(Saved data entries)
++++++++++

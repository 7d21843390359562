mod schema_types;
mod schema_validator;
mod sdl_schema;
mod sdl_schema_validator;

pub use schema_types::FieldTypeShape;
pub use schema_types::SchemaTypes;
pub use schema_validator::SchemaValidationMessage;
pub use schema_validator::SchemaValidator;
pub use sdl_schema::SchemaBuildError;
pub use sdl_schema::SchemaTypeKind;
pub use sdl_schema::SdlSchema;

#[cfg(test)]
pub(crate) mod tests;
//! Compose GraphQL operations and fragments declared under nested scope
//! paths into flat, deterministic documents, validate them against a
//! schema, and project JSON responses into read-only accessor objects.

pub mod ast;
mod client;
mod config;
pub mod definition;
pub mod document;
mod file_reader;
pub mod loc;
pub mod projection;
pub mod registry;
pub mod schema;
pub mod validation;

pub use client::Client;
pub use client::ClientBuilder;
pub use config::ClientConfig;
pub use config::DEFAULT_SEPARATOR;
pub use config::DEFAULT_TYPENAME_KEY;
pub use config::SpreadMode;
pub use definition::ScopePath;
pub use file_reader::ReadContentError;

#[cfg(test)]
mod tests;
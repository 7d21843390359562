use crate::ast;
use crate::definition::source_preprocessor;
use crate::definition::source_preprocessor::PreprocessedSource;
use crate::definition::Definition;
use crate::definition::DefinitionKind;
use crate::definition::FragmentSpreadRef;
use crate::definition::OperationKind;
use crate::definition::ScopePath;
use crate::definition::ScopePathError;
use crate::loc;
use indexmap::IndexMap;
use std::collections::HashSet;
use std::path::Path;
use thiserror::Error;

type Result<T> = std::result::Result<T, DefinitionBuildError>;

/// Turns one source string into [`Definition`]s named after the scope path
/// the source is declared under.
///
/// Every spread is rewritten to a global name here, but nothing is checked
/// against the registry: whether the targets exist (and form no cycles) is
/// decided when the definitions are registered.
#[derive(Clone, Debug)]
pub(crate) struct DefinitionBuilder<'a> {
    file_path: Option<&'a Path>,
    scope_path: &'a ScopePath,
    separator: &'a str,
}

struct SpreadRewriteContext<'a> {
    local_fragments: &'a HashSet<String>,
    preprocessed: &'a PreprocessedSource,
}

impl<'a> DefinitionBuilder<'a> {
    pub(crate) fn new(
        scope_path: &'a ScopePath,
        separator: &'a str,
        file_path: Option<&'a Path>,
    ) -> Self {
        Self {
            file_path,
            scope_path,
            separator,
        }
    }

    pub(crate) fn build_from_str(&self, source: &str) -> Result<Vec<Definition>> {
        let preprocessed = source_preprocessor::preprocess(source)
            .map_err(|err| DefinitionBuildError::InvalidScopeReference {
                scope_path: self.scope_path.to_string(),
                err,
            })?;

        let ast_doc = ast::operation::parse(preprocessed.text.as_str())
            .map_err(|err| DefinitionBuildError::Parse {
                scope_path: self.scope_path.to_string(),
                message: err.to_string(),
            })?;

        if ast_doc.definitions.is_empty() {
            return Err(DefinitionBuildError::NoDefinitions {
                scope_path: self.scope_path.to_string(),
            });
        }

        let local_fragments: HashSet<String> =
            ast_doc.definitions.iter()
                .filter_map(|def| match def {
                    ast::operation::Definition::Fragment(frag) =>
                        Some(frag.name.to_string()),
                    ast::operation::Definition::Operation(_) => None,
                })
                .collect();

        let ctx = SpreadRewriteContext {
            local_fragments: &local_fragments,
            preprocessed: &preprocessed,
        };

        Ok(ast_doc.definitions
            .into_iter()
            .map(|ast_def| self.build_definition(&ctx, ast_def))
            .collect())
    }

    fn build_definition(
        &self,
        ctx: &SpreadRewriteContext<'_>,
        ast_def: ast::operation::Definition,
    ) -> Definition {
        use ast::operation::Definition as Def;
        use ast::operation::OperationDefinition as OpDef;

        let mut spreads = IndexMap::new();
        match ast_def {
            Def::Fragment(mut frag) => {
                let local_name =
                    if source_preprocessor::is_anonymous_fragment_name(&frag.name) {
                        None
                    } else {
                        Some(frag.name.to_string())
                    };
                let global_name =
                    self.scope_path.global_name(self.separator, local_name.as_deref());
                let ast::operation::TypeCondition::On(type_condition) =
                    frag.type_condition.clone();

                self.rewrite_spreads(ctx, &mut frag.selection_set, &mut spreads);
                frag.name = global_name.to_owned();

                Definition {
                    def_location: self.location(&frag.position),
                    ast: Def::Fragment(frag),
                    global_name,
                    kind: DefinitionKind::Fragment { type_condition },
                    local_name,
                    scope_path: self.scope_path.to_owned(),
                    spreads,
                }
            },

            Def::Operation(op_def) => {
                // The `{ .. }` shorthand becomes a named query so that it can
                // carry its global name.
                let (op_kind, position, local_name, mut selection_set, variable_definitions, directives) =
                    match op_def {
                        OpDef::SelectionSet(selection_set) => (
                            OperationKind::Query,
                            selection_set.span.0,
                            None,
                            selection_set,
                            vec![],
                            vec![],
                        ),
                        OpDef::Query(op) => (
                            OperationKind::Query,
                            op.position,
                            op.name,
                            op.selection_set,
                            op.variable_definitions,
                            op.directives,
                        ),
                        OpDef::Mutation(op) => (
                            OperationKind::Mutation,
                            op.position,
                            op.name,
                            op.selection_set,
                            op.variable_definitions,
                            op.directives,
                        ),
                        OpDef::Subscription(op) => (
                            OperationKind::Subscription,
                            op.position,
                            op.name,
                            op.selection_set,
                            op.variable_definitions,
                            op.directives,
                        ),
                    };

                let global_name =
                    self.scope_path.global_name(self.separator, local_name.as_deref());
                self.rewrite_spreads(ctx, &mut selection_set, &mut spreads);

                let name = Some(global_name.to_owned());
                let op_def = match op_kind {
                    OperationKind::Query => OpDef::Query(ast::operation::Query {
                        position,
                        name,
                        variable_definitions,
                        directives,
                        selection_set,
                    }),
                    OperationKind::Mutation => OpDef::Mutation(ast::operation::Mutation {
                        position,
                        name,
                        variable_definitions,
                        directives,
                        selection_set,
                    }),
                    OperationKind::Subscription => OpDef::Subscription(ast::operation::Subscription {
                        position,
                        name,
                        variable_definitions,
                        directives,
                        selection_set,
                    }),
                };

                Definition {
                    ast: Def::Operation(op_def),
                    def_location: self.location(&position),
                    global_name,
                    kind: DefinitionKind::Operation(op_kind),
                    local_name,
                    scope_path: self.scope_path.to_owned(),
                    spreads,
                }
            },
        }
    }

    fn location(&self, pos: &ast::AstPos) -> loc::SourceLocation {
        loc::SourceLocation::from_ast_position(self.file_path, pos)
    }

    /// Spread names resolve in this order:
    ///
    /// 1. A scope-qualified reference (`...A::B.frag`) names its target's
    ///    global name directly.
    /// 2. A plain name declared as a fragment in the same source refers to
    ///    that fragment.
    /// 3. Anything else is taken to already be a global name.
    fn resolve_spread_name(
        &self,
        ctx: &SpreadRewriteContext<'_>,
        written_name: &str,
    ) -> (String, String) {
        if let Some(reference) = ctx.preprocessed.qualified_spreads.get(written_name) {
            return (reference.global_name(self.separator), reference.to_string());
        }

        if ctx.local_fragments.contains(written_name) {
            return (
                self.scope_path.global_name(self.separator, Some(written_name)),
                written_name.to_string(),
            );
        }

        (written_name.to_string(), written_name.to_string())
    }

    fn rewrite_spreads(
        &self,
        ctx: &SpreadRewriteContext<'_>,
        selection_set: &mut ast::operation::SelectionSet,
        spreads: &mut IndexMap<String, FragmentSpreadRef>,
    ) {
        for selection in selection_set.items.iter_mut() {
            match selection {
                ast::operation::Selection::Field(field) =>
                    self.rewrite_spreads(ctx, &mut field.selection_set, spreads),

                ast::operation::Selection::InlineFragment(inline) =>
                    self.rewrite_spreads(ctx, &mut inline.selection_set, spreads),

                ast::operation::Selection::FragmentSpread(spread) => {
                    let (global_name, written) =
                        self.resolve_spread_name(ctx, &spread.fragment_name);
                    spreads.entry(global_name.to_owned())
                        .or_insert_with(|| FragmentSpreadRef {
                            global_name: global_name.to_owned(),
                            location: self.location(&spread.position),
                            written,
                        });
                    spread.fragment_name = global_name;
                },
            }
        }
    }
}

#[derive(Clone, Debug, Error, PartialEq)]
pub enum DefinitionBuildError {
    #[error("Invalid scope reference in the source registered at `{scope_path}`: {err}")]
    InvalidScopeReference {
        scope_path: String,
        err: ScopePathError,
    },

    #[error("The source registered at `{scope_path}` contains no definitions")]
    NoDefinitions {
        scope_path: String,
    },

    #[error("Error parsing the source registered at `{scope_path}`: {message}")]
    Parse {
        scope_path: String,
        message: String,
    },
}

++++++++++

[TASK DESCRIPTION] Out of the preceding entries, pull every line containing the string "struct".

[REPLY TO THE TASK]
pub(crate) struct DefinitionBuilder<'a> {
struct SpreadRewriteContext<'a> {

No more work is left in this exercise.